Segment Start: EXERCISE DATA

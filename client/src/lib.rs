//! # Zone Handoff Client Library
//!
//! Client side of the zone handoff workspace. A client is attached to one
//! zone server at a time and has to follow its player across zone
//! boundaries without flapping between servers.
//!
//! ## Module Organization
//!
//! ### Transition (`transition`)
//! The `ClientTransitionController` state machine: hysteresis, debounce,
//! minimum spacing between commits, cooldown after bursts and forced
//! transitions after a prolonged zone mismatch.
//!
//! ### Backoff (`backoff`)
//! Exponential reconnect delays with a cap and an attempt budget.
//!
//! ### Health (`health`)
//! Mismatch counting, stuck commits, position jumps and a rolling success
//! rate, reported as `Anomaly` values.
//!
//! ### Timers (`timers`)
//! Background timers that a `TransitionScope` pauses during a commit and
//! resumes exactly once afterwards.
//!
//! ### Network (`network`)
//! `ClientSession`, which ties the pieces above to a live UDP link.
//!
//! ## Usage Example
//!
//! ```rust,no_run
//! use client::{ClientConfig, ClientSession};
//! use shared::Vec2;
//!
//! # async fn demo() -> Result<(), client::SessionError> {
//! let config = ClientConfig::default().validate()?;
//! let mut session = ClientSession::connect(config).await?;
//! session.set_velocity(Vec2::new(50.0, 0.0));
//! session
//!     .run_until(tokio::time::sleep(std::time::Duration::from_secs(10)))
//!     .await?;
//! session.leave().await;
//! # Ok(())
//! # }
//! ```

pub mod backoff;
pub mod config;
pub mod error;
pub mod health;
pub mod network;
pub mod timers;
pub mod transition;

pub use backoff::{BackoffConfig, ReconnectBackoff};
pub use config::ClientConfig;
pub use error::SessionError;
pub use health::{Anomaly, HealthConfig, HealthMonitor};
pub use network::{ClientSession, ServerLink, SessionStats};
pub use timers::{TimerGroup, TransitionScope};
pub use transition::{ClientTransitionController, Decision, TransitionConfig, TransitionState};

Segment End: EXERCISE DATA

_TASK DESCRIPTION_. Retype the records above exactly, so that no line differs from its source.

_REPLY_.
filename client/src/lib.rs
//! # Zone Handoff Client Library
//!
//! Client side of the zone handoff workspace. A client is attached to one
//! zone server at a time and has to follow its player across zone
//! boundaries without flapping between servers.
//!
//! ## Module Organization
//!
//! ### Transition (`transition`)
//! The `ClientTransitionController` state machine: hysteresis, debounce,
//! minimum spacing between commits, cooldown after bursts and forced
//! transitions after a prolonged zone mismatch.
//!
//! ### Backoff (`backoff`)
//! Exponential reconnect delays with a cap and an attempt budget.
//!
//! ### Health (`health`)
//! Mismatch counting, stuck commits, position jumps and a rolling success
//! rate, reported as `Anomaly` values.
//!
//! ### Timers (`timers`)
//! Background timers that a `TransitionScope` pauses during a commit and
//! resumes exactly once afterwards.
//!
//! ### Network (`network`)
//! `ClientSession`, which ties the pieces above to a live UDP link.
//!
//! ## Usage Example
//!
//! ```rust,no_run
//! use client::{ClientConfig, ClientSession};
//! use shared::Vec2;
//!
//! # async fn demo() -> Result<(), client::SessionError> {
//! let config = ClientConfig::default().validate()?;
//! let mut session = ClientSession::connect(config).await?;
//! session.set_velocity(Vec2::new(50.0, 0.0));
//! session
//!     .run_until(tokio::time::sleep(std::time::Duration::from_secs(10)))
//!     .await?;
//! session.leave().await;
//! # Ok(())
//! # }
//! ```

pub mod backoff;
pub mod config;
pub mod error;
pub mod health;
pub mod network;
pub mod timers;
pub mod transition;

pub use backoff::{BackoffConfig, ReconnectBackoff};
pub use config::ClientConfig;
pub use error::SessionError;
pub use health::{Anomaly, HealthConfig, HealthMonitor};
pub use network::{ClientSession, ServerLink, SessionStats};
pub use timers::{TimerGroup, TransitionScope};
pub use transition::{ClientTransitionController, Decision, TransitionConfig, TransitionState};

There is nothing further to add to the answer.